WORK TO COMPLETE — If a line in the data has the string "temperature", please show it.

MATERIAL FOR THE TASK —
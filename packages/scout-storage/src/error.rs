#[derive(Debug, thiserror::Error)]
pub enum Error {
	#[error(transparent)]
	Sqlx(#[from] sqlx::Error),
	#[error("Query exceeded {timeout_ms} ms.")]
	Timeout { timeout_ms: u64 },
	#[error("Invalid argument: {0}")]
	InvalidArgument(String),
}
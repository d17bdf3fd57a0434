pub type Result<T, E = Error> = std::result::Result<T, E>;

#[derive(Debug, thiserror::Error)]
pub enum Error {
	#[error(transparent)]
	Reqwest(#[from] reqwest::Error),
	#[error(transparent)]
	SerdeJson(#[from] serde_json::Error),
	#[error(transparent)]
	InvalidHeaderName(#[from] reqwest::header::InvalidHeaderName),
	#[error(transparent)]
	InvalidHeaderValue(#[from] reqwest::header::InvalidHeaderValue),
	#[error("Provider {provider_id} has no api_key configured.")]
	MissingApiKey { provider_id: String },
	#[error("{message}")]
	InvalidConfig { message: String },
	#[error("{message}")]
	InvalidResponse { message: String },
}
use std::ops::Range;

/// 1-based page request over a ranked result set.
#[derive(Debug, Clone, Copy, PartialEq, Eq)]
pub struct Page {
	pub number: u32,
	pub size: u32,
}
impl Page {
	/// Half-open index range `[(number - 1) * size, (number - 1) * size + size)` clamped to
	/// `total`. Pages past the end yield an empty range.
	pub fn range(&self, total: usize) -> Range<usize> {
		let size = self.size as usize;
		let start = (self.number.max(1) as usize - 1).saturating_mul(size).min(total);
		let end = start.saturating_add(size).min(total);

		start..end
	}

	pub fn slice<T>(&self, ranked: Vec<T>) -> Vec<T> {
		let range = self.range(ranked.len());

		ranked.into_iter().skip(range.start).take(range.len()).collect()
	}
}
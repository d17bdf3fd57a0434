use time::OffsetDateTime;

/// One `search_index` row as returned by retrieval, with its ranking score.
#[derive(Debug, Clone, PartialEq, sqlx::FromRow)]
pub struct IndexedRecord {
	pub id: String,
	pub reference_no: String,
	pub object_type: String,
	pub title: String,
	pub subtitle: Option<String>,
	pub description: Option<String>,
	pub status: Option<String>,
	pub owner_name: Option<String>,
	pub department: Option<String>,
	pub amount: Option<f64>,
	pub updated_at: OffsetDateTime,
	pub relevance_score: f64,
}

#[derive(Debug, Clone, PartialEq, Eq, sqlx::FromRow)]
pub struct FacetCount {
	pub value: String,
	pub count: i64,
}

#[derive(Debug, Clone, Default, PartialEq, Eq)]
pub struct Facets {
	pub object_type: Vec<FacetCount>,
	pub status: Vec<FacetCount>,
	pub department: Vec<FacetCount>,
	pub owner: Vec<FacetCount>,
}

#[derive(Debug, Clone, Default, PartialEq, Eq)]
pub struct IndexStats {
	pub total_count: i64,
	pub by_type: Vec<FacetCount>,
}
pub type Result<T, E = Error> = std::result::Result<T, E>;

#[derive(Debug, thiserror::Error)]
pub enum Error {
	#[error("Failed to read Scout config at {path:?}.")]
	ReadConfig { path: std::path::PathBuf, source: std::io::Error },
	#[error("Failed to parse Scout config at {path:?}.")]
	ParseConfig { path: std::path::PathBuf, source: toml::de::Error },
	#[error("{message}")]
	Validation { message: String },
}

==

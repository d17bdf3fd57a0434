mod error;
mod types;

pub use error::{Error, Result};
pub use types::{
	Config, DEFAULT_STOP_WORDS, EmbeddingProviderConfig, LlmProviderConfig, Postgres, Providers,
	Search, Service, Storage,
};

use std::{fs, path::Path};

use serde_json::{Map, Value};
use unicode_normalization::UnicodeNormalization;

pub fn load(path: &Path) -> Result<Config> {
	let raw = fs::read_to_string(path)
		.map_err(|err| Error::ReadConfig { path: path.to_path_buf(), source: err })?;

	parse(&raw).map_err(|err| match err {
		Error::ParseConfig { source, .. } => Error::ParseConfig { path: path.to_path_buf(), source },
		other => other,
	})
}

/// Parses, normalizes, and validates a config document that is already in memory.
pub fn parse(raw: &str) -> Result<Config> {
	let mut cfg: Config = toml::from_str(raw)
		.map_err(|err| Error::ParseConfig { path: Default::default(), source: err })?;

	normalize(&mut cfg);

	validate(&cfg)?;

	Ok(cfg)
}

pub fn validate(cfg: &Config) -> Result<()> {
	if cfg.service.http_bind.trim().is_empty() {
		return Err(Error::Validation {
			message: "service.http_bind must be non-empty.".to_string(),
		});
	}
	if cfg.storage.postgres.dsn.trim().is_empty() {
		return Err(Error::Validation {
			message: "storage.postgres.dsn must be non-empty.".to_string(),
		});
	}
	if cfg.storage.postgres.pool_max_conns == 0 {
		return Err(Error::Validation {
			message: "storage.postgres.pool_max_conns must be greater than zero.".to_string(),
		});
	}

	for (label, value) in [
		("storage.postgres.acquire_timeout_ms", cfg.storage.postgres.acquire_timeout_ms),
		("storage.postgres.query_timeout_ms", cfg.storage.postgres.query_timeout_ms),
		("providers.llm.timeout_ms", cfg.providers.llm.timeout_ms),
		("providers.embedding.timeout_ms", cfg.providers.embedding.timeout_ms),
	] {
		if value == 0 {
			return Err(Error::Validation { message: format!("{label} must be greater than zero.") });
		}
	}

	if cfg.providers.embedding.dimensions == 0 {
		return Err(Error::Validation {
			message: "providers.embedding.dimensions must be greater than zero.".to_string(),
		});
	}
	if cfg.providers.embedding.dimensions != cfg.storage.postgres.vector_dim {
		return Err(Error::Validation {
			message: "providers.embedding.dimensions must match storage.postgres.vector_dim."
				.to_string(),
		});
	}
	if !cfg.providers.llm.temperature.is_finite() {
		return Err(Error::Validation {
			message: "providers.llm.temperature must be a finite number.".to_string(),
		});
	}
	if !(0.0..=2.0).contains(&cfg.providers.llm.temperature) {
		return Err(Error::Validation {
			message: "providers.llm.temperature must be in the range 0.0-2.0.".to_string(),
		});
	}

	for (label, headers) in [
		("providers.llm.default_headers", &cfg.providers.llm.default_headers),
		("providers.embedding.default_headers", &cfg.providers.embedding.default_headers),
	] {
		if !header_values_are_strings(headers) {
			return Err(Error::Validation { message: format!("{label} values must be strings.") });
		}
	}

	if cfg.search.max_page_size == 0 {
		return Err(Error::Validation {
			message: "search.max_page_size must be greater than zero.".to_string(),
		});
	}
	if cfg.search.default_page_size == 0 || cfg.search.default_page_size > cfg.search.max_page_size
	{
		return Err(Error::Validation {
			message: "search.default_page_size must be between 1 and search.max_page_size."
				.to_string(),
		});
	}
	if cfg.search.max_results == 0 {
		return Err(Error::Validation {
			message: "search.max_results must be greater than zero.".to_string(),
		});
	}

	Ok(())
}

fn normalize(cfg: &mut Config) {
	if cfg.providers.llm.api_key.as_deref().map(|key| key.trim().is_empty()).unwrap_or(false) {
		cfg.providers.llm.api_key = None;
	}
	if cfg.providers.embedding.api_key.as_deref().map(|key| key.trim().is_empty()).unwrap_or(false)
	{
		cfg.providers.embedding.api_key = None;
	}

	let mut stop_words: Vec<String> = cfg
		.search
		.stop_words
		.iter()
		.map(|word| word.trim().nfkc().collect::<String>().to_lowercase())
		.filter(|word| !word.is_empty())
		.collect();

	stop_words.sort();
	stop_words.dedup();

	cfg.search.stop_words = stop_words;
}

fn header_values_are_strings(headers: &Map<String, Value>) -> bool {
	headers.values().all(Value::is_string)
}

WRITTEN REPLY —
	if !cfg.providers.llm.temperature.is_finite() {
			message: "providers.llm.temperature must be a finite number.".to_string(),
	if !(0.0..=2.0).contains(&cfg.providers.llm.temperature) {
			message: "providers.llm.temperature must be in the range 0.0-2.0.".to_string(),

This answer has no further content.